When it comes to pinball specifically, how was the act of playing pinball for you? In which way did you find it interesting, also sonically?

“Describing the act of playing is not easy. Where do you even start? Of course, pinball has this basic goal of keeping the ball in the game and at the same time trying to hit as many of these little elements. We tried to extract the maximum of sound out of each machine we recorded. Ah, and there’s also something to be said about how we mic’d each machine, because we had an EMF mic that’s supposed to capture electromagnetic frequencies. So whenever there’s something happening, there’s a buzz. And that helped a lot with capturing the sound of the ball traveling, for instance.”

Suzana Lașcu during the field recordings for Flipperen at Dutch Pinball Museum.

Did you also try to capture the act of playing in your musical pieces in some way, or were the pinball machines mostly used as instruments?

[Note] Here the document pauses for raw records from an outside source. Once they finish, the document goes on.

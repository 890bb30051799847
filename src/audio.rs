//! Audio collaborator seam.
//!
//! Two fire-and-forget operations: one-shot effects and a looping music
//! playlist. Failures (autoplay policy, missing device) are returned to the
//! audio system, which logs and swallows them; they never reach gameplay.

use strum_macros::Display;

use crate::error::AudioError;

/// One-shot sound effects the simulation can request.
#[derive(Debug, Clone, Copy, PartialEq, Eq, Display)]
pub enum Sound {
    Pickup,
    GoldenPickup,
    Boost,
    Theft,
    GameOver,
}

/// The audio output collaborator.
pub trait AudioOutput {
    fn play(&mut self, sound: Sound) -> Result<(), AudioError>;

    /// Starts the looping background playlist. Called once per explicit
    /// user gesture; implementations should not retry internally.
    fn start_music(&mut self) -> Result<(), AudioError>;
}

/// Silent output for the headless driver and tests.
#[derive(Debug, Default)]
pub struct NullAudio {
    pub played: Vec<Sound>,
    pub music_started: bool,
}

impl AudioOutput for NullAudio {
    fn play(&mut self, sound: Sound) -> Result<(), AudioError> {
        self.played.push(sound);
        Ok(())
    }

    fn start_music(&mut self) -> Result<(), AudioError> {
        self.music_started = true;
        Ok(())
    }
}
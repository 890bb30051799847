//! Centralized error types for the game.
//!
//! This module defines all error types used throughout the application,
//! providing a consistent error handling approach.

use bevy_ecs::event::Event;

/// Main error type for the game.
///
/// This is the primary error type that should be used in public APIs.
/// It derives `Event` so systems can report non-fatal problems through an
/// ECS event channel instead of panicking mid-frame.
#[derive(thiserror::Error, Debug, Event)]
pub enum GameError {
    #[error("Asset error: {0}")]
    Asset(#[from] AssetError),

    #[error("Audio error: {0}")]
    Audio(#[from] AudioError),

    #[error("World bounds error: {0}")]
    Bounds(#[from] BoundsError),

    #[error("Invalid state: {0}")]
    InvalidState(String),
}

/// Errors related to loading external 3D model assets.
///
/// Asset failures are always non-fatal: the simulation keeps running with a
/// placeholder primitive standing in for the missing model.
#[derive(thiserror::Error, Debug)]
pub enum AssetError {
    #[error("Asset not found: {0}")]
    NotFound(String),

    #[error("Failed to load asset {asset}: {reason}")]
    LoadFailed { asset: String, reason: String },
}

/// Errors raised by the audio collaborator (autoplay policy, missing device).
///
/// These are swallowed by the audio system after logging; they never
/// propagate into gameplay.
#[derive(thiserror::Error, Debug)]
pub enum AudioError {
    #[error("Playback blocked: {0}")]
    PlaybackBlocked(String),

    #[error("Audio device unavailable: {0}")]
    DeviceUnavailable(String),
}

/// Errors related to deriving the playable world bounds from terrain.
#[derive(thiserror::Error, Debug)]
pub enum BoundsError {
    #[error("Terrain extents are not finite: min {min:?}, max {max:?}")]
    NonFiniteExtents { min: [f32; 3], max: [f32; 3] },
}

/// Result type for game operations.
pub type GameResult<T> = Result<T, GameError>;
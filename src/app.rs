//! The fixed-rate driver loop around [`Game::tick`].

use std::time::{Duration, Instant};

use anyhow::Result;
use tracing::{event, info};

use crate::bounds::TerrainExtents;
use crate::constants::{world, LOOP_TIME};
use crate::game::{Collaborators, Game, SimStatus};

fn sleep(value: Duration) {
    spin_sleep::sleep(value);
}

/// Owns the game and paces it at 60 Hz with real measured delta times.
pub struct App {
    pub game: Game,
    last_tick: Instant,
}

impl App {
    /// Builds a game over the demo terrain with the given collaborators.
    pub fn new(collaborators: Collaborators) -> Result<Self> {
        let terrain = TerrainExtents::centered(world::DEMO_TERRAIN_HALF_EXTENT);
        let game = Game::new(collaborators, terrain)?;

        Ok(Self {
            game,
            last_tick: Instant::now(),
        })
    }

    /// Runs one loop iteration: tick with the measured delta, then sleep off
    /// the rest of the frame budget. Returns `false` once the game reports a
    /// terminal status, after which the loop must not be re-armed.
    pub fn run(&mut self) -> bool {
        let start = Instant::now();

        let dt = self.last_tick.elapsed().as_secs_f32();
        self.last_tick = Instant::now();

        let status = self.game.tick(dt);
        match status {
            SimStatus::Running => {}
            SimStatus::GameOver { score } => {
                info!(score, "Game over");
                return false;
            }
            SimStatus::Exit => {
                info!("Exit requested. Exiting...");
                return false;
            }
        }

        if start.elapsed() < LOOP_TIME {
            let time = LOOP_TIME.saturating_sub(start.elapsed());
            if time != Duration::ZERO {
                sleep(time);
            }
        } else {
            event!(
                tracing::Level::WARN,
                "Game loop behind schedule by: {:?}",
                start.elapsed() - LOOP_TIME
            );
        }

        true
    }
}
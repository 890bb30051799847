//! Bridge between the ECS and the scene-graph collaborator.
//!
//! Entities declare what they look like with a [`Visual`] component; these
//! systems create the backing scene objects, push poses and opacities every
//! frame, and tear objects down when the entity goes away. Despawned
//! entities can no longer be queried for their handle, so a side index maps
//! entities to scene ids for the teardown path.

use std::collections::HashMap;

use bevy_ecs::{
    entity::Entity,
    query::Without,
    removal_detection::RemovedComponents,
    resource::Resource,
    system::{Commands, NonSend, NonSendMut, Query, Res, ResMut},
};
use strum::IntoEnumIterator;
use tracing::{debug, warn};

use crate::asset::{AssetTracker, LoadState, ModelAsset};
use crate::render::{RendererResource, SceneId};
use crate::systems::components::{Attitude, CameraState, Fade, Position, SceneNode, Visual, Yaw};

/// Entity-to-scene-object mapping, maintained by attach/detach below.
#[derive(Resource, Debug, Default)]
pub struct SceneIndex(pub HashMap<Entity, SceneId>);

/// Creates a scene object for every entity that has a [`Visual`] but no
/// [`SceneNode`] yet (i.e. everything spawned since last frame).
pub fn scene_attach_system(
    mut commands: Commands,
    mut index: ResMut<SceneIndex>,
    mut renderer: NonSendMut<RendererResource>,
    pending: Query<(Entity, &Visual), Without<SceneNode>>,
) {
    for (entity, visual) in pending.iter() {
        let id = renderer.0.create_object(visual.0);
        index.0.insert(entity, id);
        commands.entity(entity).insert(SceneNode(id));
    }
}

/// Pushes per-object poses and the camera into the renderer. Runs after all
/// gameplay mutation for the frame.
pub fn scene_sync_system(
    camera: Res<CameraState>,
    mut renderer: NonSendMut<RendererResource>,
    objects: Query<(&SceneNode, &Position, Option<&Yaw>, Option<&Attitude>, Option<&Fade>)>,
) {
    for (node, position, yaw, attitude, fade) in objects.iter() {
        let yaw = yaw.map_or(0.0, |y| y.0);
        let (pitch, roll) = attitude.map_or((0.0, 0.0), |a| (a.pitch, a.roll));
        renderer.0.set_pose(node.0, position.0, yaw, pitch, roll);
        if let Some(fade) = fade {
            renderer.0.set_opacity(node.0, fade.opacity.max(0.0));
        }
    }

    renderer.0.set_camera(&camera.0);
}

/// Removes scene objects whose entity despawned this frame.
pub fn scene_detach_system(
    mut removed: RemovedComponents<SceneNode>,
    mut index: ResMut<SceneIndex>,
    mut renderer: NonSendMut<RendererResource>,
) {
    for entity in removed.read() {
        if let Some(id) = index.0.remove(&entity) {
            renderer.0.remove_object(id);
        }
    }
}

/// Polls model load states and logs each transition once. A failed load is
/// a cosmetic degradation, never an error: the placeholder primitive stays.
pub fn asset_watch_system(mut tracker: ResMut<AssetTracker>, renderer: NonSend<RendererResource>) {
    for asset in ModelAsset::iter() {
        let state = renderer.0.asset_state(asset);
        match tracker.observe(asset, state) {
            Some(LoadState::Ready) => debug!(%asset, "Model loaded"),
            Some(LoadState::Failed) => warn!(%asset, "Model failed to load, keeping placeholder"),
            _ => {}
        }
    }
}
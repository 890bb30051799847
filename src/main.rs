use anyhow::Result;
use tracing_error::ErrorLayer;
use tracing_subscriber::layer::SubscriberExt;
use tracing_subscriber::EnvFilter;

use paloma::app::App;
use paloma::game::Collaborators;

/// Headless demo driver: runs the simulation against null collaborators
/// with a scripted slow left turn, until hunger runs the game out.
pub fn main() -> Result<()> {
    let subscriber = tracing_subscriber::fmt()
        .with_env_filter(EnvFilter::try_from_default_env().unwrap_or_else(|_| EnvFilter::new("info")))
        .finish()
        .with(ErrorLayer::default());

    tracing::subscriber::set_global_default(subscriber)?;

    let mut app = App::new(Collaborators::headless())?;

    // Scripted autopilot: hold a gentle left turn so the flight stays
    // interesting in the logs. Key holds persist across frames.
    app.game.input_mut().turn_left = true;

    loop {
        if !app.run() {
            break;
        }
    }

    Ok(())
}
//! This module contains all the constants used in the game.

use std::time::Duration;

/// The target duration of one simulation frame (60 Hz).
pub const LOOP_TIME: Duration = Duration::from_nanos((1_000_000_000.0 / 60.0) as u64);

/// Parameters for deriving the playable region from the loaded terrain.
pub mod world {
    /// Margin inset from the terrain's bounding box edges, in world units.
    pub const BOUNDS_INSET: f32 = 20.0;
    /// Absolute clamp on each half-extent of the playable rectangle.
    pub const BOUNDS_MAX_HALF_EXTENT: f32 = 400.0;
    /// The playable rectangle never shrinks below this half-extent.
    pub const BOUNDS_MIN_HALF_EXTENT: f32 = 40.0;
    /// Half-extent of the demo terrain used by the headless driver.
    pub const DEMO_TERRAIN_HALF_EXTENT: f32 = 1000.0;
}

/// Player flight mechanics.
pub mod mechanics {
    /// Cruise speed, world units per second.
    pub const BASE_SPEED: f32 = 24.0;
    /// Cruise speed while a ring boost is active.
    pub const BOOST_SPEED: f32 = 42.0;
    /// Exponential rate at which actual speed approaches the target speed.
    pub const SPEED_SMOOTHING: f32 = 4.0;
    /// Yaw rate at full turn input, radians per second.
    pub const TURN_RATE: f32 = 2.4;
    /// Scale converting pointer-drag pixels into turn axis units.
    pub const POINTER_TURN_SCALE: f32 = 0.02;
    /// Vertical acceleration while holding climb/descend.
    pub const CLIMB_ACCEL: f32 = 22.0;
    /// Exponential air damping applied to vertical velocity.
    pub const AIR_DAMPING: f32 = 2.5;
    /// Clamp on vertical speed, world units per second.
    pub const MAX_VERTICAL_SPEED: f32 = 24.0;
    /// Altitude floor; the pigeon never clips into the terrain.
    pub const MIN_ALTITUDE: f32 = 2.0;
    /// Altitude ceiling.
    pub const MAX_ALTITUDE: f32 = 120.0;
    /// Cosmetic bank angle per unit of turn input, radians.
    pub const BANK_PER_TURN: f32 = 0.35;
    /// Clamp on the cosmetic bank angle.
    pub const MAX_BANK: f32 = 0.6;
    /// Cosmetic pitch per unit of vertical velocity.
    pub const PITCH_PER_VERTICAL: f32 = 0.025;
    /// Clamp on the cosmetic pitch angle.
    pub const MAX_PITCH: f32 = 0.5;
}

/// Hunger meter tuning.
pub mod hunger {
    pub const MAX_HUNGER: f32 = 100.0;
    /// Depletion per second while alive.
    pub const DEPLETION_RATE: f32 = 3.0;
    /// Restored by a regular donut.
    pub const DONUT_RESTORE: f32 = 15.0;
    /// Restored by a golden donut.
    pub const GOLDEN_RESTORE: f32 = 40.0;
}

/// Score values per pickup.
pub mod score {
    pub const DONUT_POINTS: u32 = 1;
    pub const GOLDEN_POINTS: u32 = 5;
    /// Score multiplier applied while the speed boost is active.
    pub const BOOST_MULTIPLIER: u32 = 2;
}

/// Proximity thresholds, in world units.
pub mod collider {
    /// Player-to-collectible distance below which a pickup fires.
    pub const PICKUP_RADIUS: f32 = 6.0;
    /// Flamingo-to-donut distance below which a theft fires.
    pub const EAT_RADIUS: f32 = 5.0;
}

/// Speed-boost timer tuning.
pub mod boost {
    /// Boost duration in seconds. Re-activation resets to this, never stacks.
    pub const DURATION: f32 = 2.0;
    /// Per-frame probability of emitting a trail particle while boosting.
    pub const TRAIL_EMISSION_PROBABILITY: f64 = 0.6;
}

/// Entity pool sizes and spawn placement.
pub mod spawn {
    /// Fraction of the bounds rectangle used for randomized spawns.
    pub const AREA_FRACTION: f32 = 0.96;
    pub const DONUT_COUNT: usize = 24;
    pub const GOLDEN_DONUT_COUNT: usize = 4;
    pub const RING_COUNT: usize = 6;
    pub const FLAMINGO_COUNT: usize = 3;
    /// Height band for donut spawns.
    pub const DONUT_HEIGHT: (f32, f32) = (3.0, 10.0);
    /// Height band for ring spawns.
    pub const RING_HEIGHT: (f32, f32) = (4.0, 14.0);
    /// Flamingos fly low, just above the terrain.
    pub const FLAMINGO_ALTITUDE: f32 = 2.5;
    /// Pursuit speed band sampled once per flamingo at spawn.
    pub const FLAMINGO_SPEED: (f32, f32) = (10.0, 18.0);
    /// Yaw rate applied while steering toward a target donut.
    pub const FLAMINGO_TURN_RATE: f32 = 1.8;
    /// Yaw rate applied while wandering with no donuts in the world.
    pub const FLAMINGO_WANDER_YAW_RATE: f32 = 0.9;
    /// Bob amplitude of the idle float animation.
    pub const FLOAT_AMPLITUDE: f32 = 0.6;
    /// Bob frequency of the idle float animation, radians per second.
    pub const FLOAT_FREQUENCY: f32 = 2.0;
    /// Spin speed band for donut idle rotation, radians per second.
    pub const SPIN_SPEED: (f32, f32) = (0.5, 1.5);
}

/// Particle feedback tuning.
pub mod effects {
    pub const BURST_PARTICLES: usize = 12;
    /// Initial particle speed of a pickup burst.
    pub const BURST_SPEED: f32 = 14.0;
    /// Downward acceleration applied to burst particles.
    pub const GRAVITY: f32 = -20.0;
    /// Opacity lost per second by burst particles.
    pub const BURST_FADE_RATE: f32 = 1.6;
    /// Opacity lost per second by boost trail particles.
    pub const TRAIL_FADE_RATE: f32 = 2.2;
    /// Trail particles drift slightly before fading out.
    pub const TRAIL_DRIFT_SPEED: f32 = 1.5;
}

/// Chase camera placement.
pub mod camera {
    /// Distance behind the player, along its facing.
    pub const DISTANCE: f32 = 8.0;
    /// Height above the player.
    pub const HEIGHT: f32 = 3.0;
    /// Exponential rate at which the camera approaches its target position.
    pub const SMOOTHING: f32 = 5.0;
    /// Vertical offset added to the look-at target.
    pub const LOOK_AT_LIFT: f32 = 1.0;
}

/// Player spawn placement.
pub mod player {
    pub const START_ALTITUDE: f32 = 5.0;
}

#[cfg(test)]
mod tests {
    use super::*;

    #[test]
    fn test_loop_time() {
        // 60 FPS = 16.67ms per frame
        let expected_nanos = (1_000_000_000.0 / 60.0) as u64;
        assert_eq!(LOOP_TIME.as_nanos() as u64, expected_nanos);
    }

    #[test]
    fn test_bounds_parameters_ordered() {
        assert!(world::BOUNDS_MIN_HALF_EXTENT < world::BOUNDS_MAX_HALF_EXTENT);
        assert!(world::BOUNDS_INSET > 0.0);
        assert!(world::DEMO_TERRAIN_HALF_EXTENT > world::BOUNDS_MAX_HALF_EXTENT);
    }

    #[test]
    fn test_boost_speed_exceeds_base() {
        assert!(mechanics::BOOST_SPEED > mechanics::BASE_SPEED);
    }

    #[test]
    fn test_eat_radius_within_pickup_radius() {
        assert!(collider::EAT_RADIUS < collider::PICKUP_RADIUS);
    }

    #[test]
    fn test_restore_amounts_fit_meter() {
        assert!(hunger::DONUT_RESTORE < hunger::GOLDEN_RESTORE);
        assert!(hunger::GOLDEN_RESTORE < hunger::MAX_HUNGER);
    }

    #[test]
    fn test_height_bands_ordered() {
        assert!(spawn::DONUT_HEIGHT.0 < spawn::DONUT_HEIGHT.1);
        assert!(spawn::RING_HEIGHT.0 < spawn::RING_HEIGHT.1);
        assert!(spawn::FLAMINGO_SPEED.0 < spawn::FLAMINGO_SPEED.1);
    }

    #[test]
    fn test_spawn_fraction_is_a_fraction() {
        assert!(spawn::AREA_FRACTION > 0.0 && spawn::AREA_FRACTION <= 1.0);
    }
}
use std::f32::consts::{PI, TAU};

use glam::Vec3;

/// Wraps an angle into the `[-PI, PI)` range.
pub fn wrap_angle(angle: f32) -> f32 {
    (angle + PI).rem_euclid(TAU) - PI
}

/// Rotates `current` toward `target` by at most `max_step` radians,
/// always taking the shortest arc.
pub fn turn_towards(current: f32, target: f32, max_step: f32) -> f32 {
    let diff = wrap_angle(target - current);
    current + diff.clamp(-max_step, max_step)
}

/// Unit vector of the horizontal facing for a yaw angle.
///
/// Yaw 0 faces +Z; positive yaw turns counter-clockwise (toward +X).
pub fn forward(yaw: f32) -> Vec3 {
    Vec3::new(yaw.sin(), 0.0, yaw.cos())
}

/// Frame-rate independent exponential approach factor.
///
/// Returns the fraction of the remaining distance to cover this frame for
/// a given per-second rate, stable for any nonnegative `dt`.
pub fn smoothing_factor(rate: f32, dt: f32) -> f32 {
    1.0 - (-rate * dt).exp()
}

“We basically treated the machines as instruments and then we dematerialized it by just extracting bits out of them.”

Let’s talk a bit about Suzanne Ciani because you mentioned her before. Aside from her many synthesizer works, she is also important to pinball culture, having created the sound design and voice for the game Xenon in 1979. How are you influenced by Suzanne Ciani and what do you like about her?

“Her personality informs her sound design. I remember, in 2019, 2020, this viral video footage resurfaced of her programming the sounds of a pinball machine [The Ball is Wild 🪩 had this story at least five years earlier! – Ed.]. And she had almost a sensual approach. The machine itself featured this female android. It was very delicate, and it wasn’t an abrasive, scary robot. There was this feminine allure that she was bringing to the sound, into the pinball machine, and that was just delightful. And of course, she has such a structural approach with regards to how she prepares a patch in a Buchla – the Buchla synthesizers are her instruments. And she had success beyond that. She sounddesigned for Coca-Cola and so other many other companies just by evoking experiences such as opening a can of soda. Maybe one day I might meet her.”

Let’s get back to the Flipperen project. The amazing cover art for your record is a painting from 1973 by Dutch Situationist painter Jacqueline de Jong who unfortunately passed away last year.

“I did not know Jacqueline’s work before. When I was a student at the Sonology Institute, I was becoming familiar with the Situationist movement in the 70s. So when I saw the painting by Jacqueline de Jong, I was just struck by how what you normally see on a pinball game is at the top. It’s almost an extrapolation or deconstruction or the unfolding of the game in a horizontal plane and that fits somehow so well with the format Frederic Van de Velde, our producer, had in mind in which the painting itself is folded, so on the back of the CD you have the actual pinball machine with the track list, and the continuation of the painting is on the front.”

Flipperen by Ilinx, published by Futura Resistenza, is fully available on Bandcamp. The album can be bought digitally for unlimited streaming or as an audio CD with a 7-inch cover featuring a reprint of Jacqueline de Jong’s Pinball Wizards II.